Swollen Digits: An Unusual Manifestation of Childhood Acute Lymphoblastic Leukemia

Sidharth Totadri 1, Akshay Kumar Saxena 2, Amita Trehan 3
PMCID: PMC10236546  PMID: 37333838

A 6-year-old boy presented with fever and painful swelling of his hands for the past 10 months. He had been diagnosed with osteomyelitis and managed with antibiotics. He had received a packed red cell transfusion for anemia. Findings of the physical examination revealed pallor, generalized lymphadenopathy, and splenomegaly. The fingers and dorsum of the hands were swollen and tender. A radiograph of his hands demonstrated bilateral multifocal osteolytic lesions involving the phalanges (Figure). Complete blood count showed anemia, thrombocytopenia, and lymphocytic predominance in the differential leukocyte count. A bone marrow examination established the diagnosis of acute leukemia. Flow cytometry performed on the bone marrow aspirate confirmed the diagnosis of precursor-B lineage acute lymphoblastic leukemia (ALL).

Figure.

Figure

The fingers and dorsum of the hands were swollen and tender. Radiograph of bilateral hands (anteroposterior view) demonstrated multifocal osteolytic lesions involving the middle phalanges of the right fourth and fifth digits, and the left second digit (white arrows). Osteolytic lesions also were seen in the left distal ulna and left second metacarpal with presence of periosteal reaction in these bones (black arrows).

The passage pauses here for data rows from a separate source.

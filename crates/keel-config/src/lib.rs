// Copyright (c) 2024-2026 Martin Schröder <info@swedishembedded.com>
//
// SPDX-License-Identifier: Apache-2.0
mod loader;
mod schema;
mod shared;

pub use loader::{data_dir, db_path, load, snapshot_dir};
pub use schema::{
    AgentConfig, AgentMode, Config, ContextConfig, FilesConfig, LlmConfig, RetryConfig,
    SearchConfig, ShellConfig,
};
pub use shared::SharedConfig;
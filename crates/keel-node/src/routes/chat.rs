// Copyright (c) 2024-2026 Martin Schröder <info@swedishembedded.com>
//
// SPDX-License-Identifier: Apache-2.0
use std::convert::Infallible;

use axum::extract::State;
use axum::response::sse::{Event, Sse};
use axum::Json;
use futures::Stream;
use serde::Deserialize;
use serde_json::{json, Value};
use tokio::sync::mpsc;

use keel_config::AgentMode;
use keel_core::{StepKind, TurnEvent, TurnRequest};
use keel_store::AttachmentRow;

use crate::attachments::{preprocess_attachment, RawAttachment};
use crate::error::ApiError;
use crate::AppState;

#[derive(Debug, Deserialize)]
pub struct ChatRequest {
    pub message: String,
    #[serde(default)]
    pub session_id: Option<String>,
    #[serde(default)]
    pub config_id: Option<String>,
    #[serde(default)]
    pub work_path: Option<String>,
    #[serde(default)]
    pub agent_mode: Option<String>,
    #[serde(default)]
    pub shell_unrestricted: bool,
    #[serde(default)]
    pub attachments: Vec<RawAttachment>,
}

fn to_turn_request(req: ChatRequest) -> Result<TurnRequest, ApiError> {
    let agent_mode = match req.agent_mode.as_deref() {
        None | Some("") => AgentMode::Default,
        Some(mode) => mode
            .parse()
            .map_err(|e| ApiError::bad_request(format!("{e}")))?,
    };
    let mut attachments = Vec::with_capacity(req.attachments.len());
    for raw in &req.attachments {
        attachments.push(
            preprocess_attachment(raw)
                .map_err(|e| ApiError::bad_request(format!("attachment rejected: {e}")))?,
        );
    }
    Ok(TurnRequest {
        message: req.message,
        session_id: req.session_id,
        config_id: req.config_id,
        work_path: req.work_path,
        agent_mode,
        shell_unrestricted: req.shell_unrestricted,
        attachments,
    })
}

fn attachment_json(rows: &[AttachmentRow]) -> Value {
    // Metadata only — the payload stays in the store.
    Value::Array(
        rows.iter()
            .map(|a| {
                json!({
                    "id": a.id,
                    "filename": a.filename,
                    "media_type": a.media_type,
                    "width": a.width,
                    "height": a.height,
                    "byte_size": a.byte_size,
                })
            })
            .collect(),
    )
}

fn event_json(event: &TurnEvent) -> Value {
    match event {
        TurnEvent::Started {
            session_id,
            user_message_id,
            assistant_message_id,
            user_attachments,
        } => json!({
            "session_id": session_id,
            "user_message_id": user_message_id,
            "assistant_message_id": assistant_message_id,
            "user_attachments": attachment_json(user_attachments),
        }),
        TurnEvent::Step(step) => serde_json::to_value(step).unwrap_or_else(|_| json!({})),
        TurnEvent::Done { session_id } => json!({ "done": true, "session_id": session_id }),
        TurnEvent::Error { message } => json!({ "error": message }),
    }
}

/// POST /chat/stream — the streaming agent endpoint.
pub async fn chat_stream(
    State(state): State<AppState>,
    Json(req): Json<ChatRequest>,
) -> Result<Sse<impl Stream<Item = Result<Event, Infallible>>>, ApiError> {
    let turn = to_turn_request(req)?;
    let (tx, mut rx) = mpsc::channel::<TurnEvent>(64);
    let runtime = state.runtime.clone();
    tokio::spawn(async move {
        runtime.run_turn(turn, tx).await;
    });

    let stream = async_stream::stream! {
        while let Some(event) = rx.recv().await {
            let payload = event_json(&event);
            yield Ok(Event::default().data(payload.to_string()));
        }
    };
    Ok(Sse::new(stream))
}

/// POST /chat — non-streaming: runs the turn to completion and returns the
/// final reply.
pub async fn chat(
    State(state): State<AppState>,
    Json(req): Json<ChatRequest>,
) -> Result<Json<Value>, ApiError> {
    let turn = to_turn_request(req)?;
    let (tx, mut rx) = mpsc::channel::<TurnEvent>(64);
    let runtime = state.runtime.clone();
    let handle = tokio::spawn(async move {
        runtime.run_turn(turn, tx).await;
    });

    let mut session_id = String::new();
    let mut message_id: i64 = 0;
    let mut reply = String::new();
    let mut error: Option<String> = None;
    while let Some(event) = rx.recv().await {
        match event {
            TurnEvent::Started {
                session_id: sid,
                assistant_message_id,
                ..
            } => {
                session_id = sid;
                message_id = assistant_message_id;
            }
            TurnEvent::Step(step) if step.kind == StepKind::Answer => {
                reply = step.content;
            }
            TurnEvent::Error { message } => error = Some(message),
            _ => {}
        }
    }
    let _ = handle.await;

    if let Some(message) = error {
        return Err(ApiError::Internal(anyhow::anyhow!(message)));
    }
    Ok(Json(json!({
        "reply": reply,
        "session_id": session_id,
        "message_id": message_id,
    })))
}

#[derive(Debug, Deserialize)]
pub struct StopRequest {
    pub message_id: i64,
}

/// POST /chat/stop — sets the stop event for the target assistant message.
pub async fn chat_stop(
    State(state): State<AppState>,
    Json(req): Json<StopRequest>,
) -> Json<Value> {
    let stopped = state.runtime.stop_turn(req.message_id);
    Json(json!({ "stopped": stopped }))
}

#[derive(Debug, Deserialize)]
pub struct RollbackRequest {
    pub message_id: i64,
}

/// POST /chat/rollback — restore the workspace snapshot, then delete the
/// dialogue at and after the target message.
pub async fn chat_rollback(
    State(state): State<AppState>,
    Json(req): Json<RollbackRequest>,
) -> Result<Json<Value>, ApiError> {
    let report = state.runtime.rollback(req.message_id).await?;
    Ok(Json(json!({
        "session_id": report.session_id,
        "deleted_messages": report.deleted_messages,
        "snapshot_restored": report.snapshot_restored,
    })))
}

// ─── Unit tests ──────────────────────────────────────────────────────────────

Up to one-third of children with ALL present with musculoskeletal manifestations.1 Delay in diagnosis and initiation of chemotherapy can occur subsequent to misdiagnosis as osteomyelitis, septic arthritis, and juvenile rheumatoid arthritis.2 Pain disproportionate to physical signs of inflammation, nocturnal pain, poor response to conventional analgesics, pain not restricted to the joints, and blood cytopenias are clues to an underlying malignancy.3 Children with ALL presenting with musculoskeletal manifestations are likely to have lesser extramedullary involvement, circulating peripheral blood blasts, and leukocyte counts, in comparison with other children with ALL.1 Musculoskeletal presentation is more common with precursor-B ALL.1 Radiologic findings in ALL include metaphyseal leukemic lines, osteolytic lesions, periosteal new bone formation, and osteoporosis.4 Dactylitis with involvement of the phalanges akin to our index case is an unusual manifestation of childhood ALL. Common differential diagnoses of dactylitis in children include tuberculosis, sickle cell anemia, and psoriatic arthritis.